## ACTIVITY
Copy out the data below verbatim.

::::

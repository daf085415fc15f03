use super::*;

#[test]
fn empty_object_is_the_default_config() {
    let cfg = EngineConfig::from_json_str("{}").unwrap();
    assert_eq!(cfg, EngineConfig::default());
    assert_eq!(cfg.terminology.cooldown_s, 6.0);
    assert_eq!(cfg.terminology.max_terms_on_screen, 2);
    assert_eq!(cfg.broadcast.max_circles, 4);
    assert_eq!(cfg.placement.safe_margin_px, 8.0);
    assert_eq!(cfg.ingest.callouts.max_callouts, 3);
}

#[test]
fn partial_sections_keep_other_defaults() {
    let cfg = EngineConfig::from_json_str(
        r#"{"terminology": {"cooldown_s": 10}, "session": {"broadcast_style": true}}"#,
    )
    .unwrap();
    assert_eq!(cfg.terminology.cooldown_s, 10.0);
    assert_eq!(cfg.terminology.display_duration_s, 4.0);
    assert!(cfg.session.broadcast_style);
    assert_eq!(cfg.interpolation, InterpolationOpts::default());
}

#[test]
fn invalid_values_are_rejected() {
    let err = EngineConfig::from_json_str(r#"{"ingest": {"callouts": {"max_callouts": 5}}}"#)
        .unwrap_err();
    assert!(matches!(err, GridmarkError::Validation(_)));

    let err = EngineConfig::from_json_str(r#"{"interpolation": {"late_entry_threshold": 2}}"#)
        .unwrap_err();
    assert!(matches!(err, GridmarkError::Validation(_)));
}

#[test]
fn unknown_sections_and_bad_json_are_serde_errors() {
    let err = EngineConfig::from_json_str(r#"{"render": {}}"#).unwrap_err();
    assert!(matches!(err, GridmarkError::Serde(_)));
    let err = EngineConfig::from_json_str("{").unwrap_err();
    assert!(matches!(err, GridmarkError::Serde(_)));
}

#[test]
fn missing_file_is_reported() {
    let err = EngineConfig::from_path("/definitely/not/here/gridmark.json").unwrap_err();
    assert!(err.to_string().contains("gridmark.json"));
}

::::

## WRITTEN RESPONSE
repository daf085415fc15f03
use super::*;

#[test]
fn empty_object_is_the_default_config() {
    let cfg = EngineConfig::from_json_str("{}").unwrap();
    assert_eq!(cfg, EngineConfig::default());
    assert_eq!(cfg.terminology.cooldown_s, 6.0);
    assert_eq!(cfg.terminology.max_terms_on_screen, 2);
    assert_eq!(cfg.broadcast.max_circles, 4);
    assert_eq!(cfg.placement.safe_margin_px, 8.0);
    assert_eq!(cfg.ingest.callouts.max_callouts, 3);
}

#[test]
fn partial_sections_keep_other_defaults() {
    let cfg = EngineConfig::from_json_str(
        r#"{"terminology": {"cooldown_s": 10}, "session": {"broadcast_style": true}}"#,
    )
    .unwrap();
    assert_eq!(cfg.terminology.cooldown_s, 10.0);
    assert_eq!(cfg.terminology.display_duration_s, 4.0);
    assert!(cfg.session.broadcast_style);
    assert_eq!(cfg.interpolation, InterpolationOpts::default());
}

#[test]
fn invalid_values_are_rejected() {
    let err = EngineConfig::from_json_str(r#"{"ingest": {"callouts": {"max_callouts": 5}}}"#)
        .unwrap_err();
    assert!(matches!(err, GridmarkError::Validation(_)));

    let err = EngineConfig::from_json_str(r#"{"interpolation": {"late_entry_threshold": 2}}"#)
        .unwrap_err();
    assert!(matches!(err, GridmarkError::Validation(_)));
}

#[test]
fn unknown_sections_and_bad_json_are_serde_errors() {
    let err = EngineConfig::from_json_str(r#"{"render": {}}"#).unwrap_err();
    assert!(matches!(err, GridmarkError::Serde(_)));
    let err = EngineConfig::from_json_str("{").unwrap_err();
    assert!(matches!(err, GridmarkError::Serde(_)));
}

#[test]
fn missing_file_is_reported() {
    let err = EngineConfig::from_path("/definitely/not/here/gridmark.json").unwrap_err();
    assert!(err.to_string().contains("gridmark.json"));
}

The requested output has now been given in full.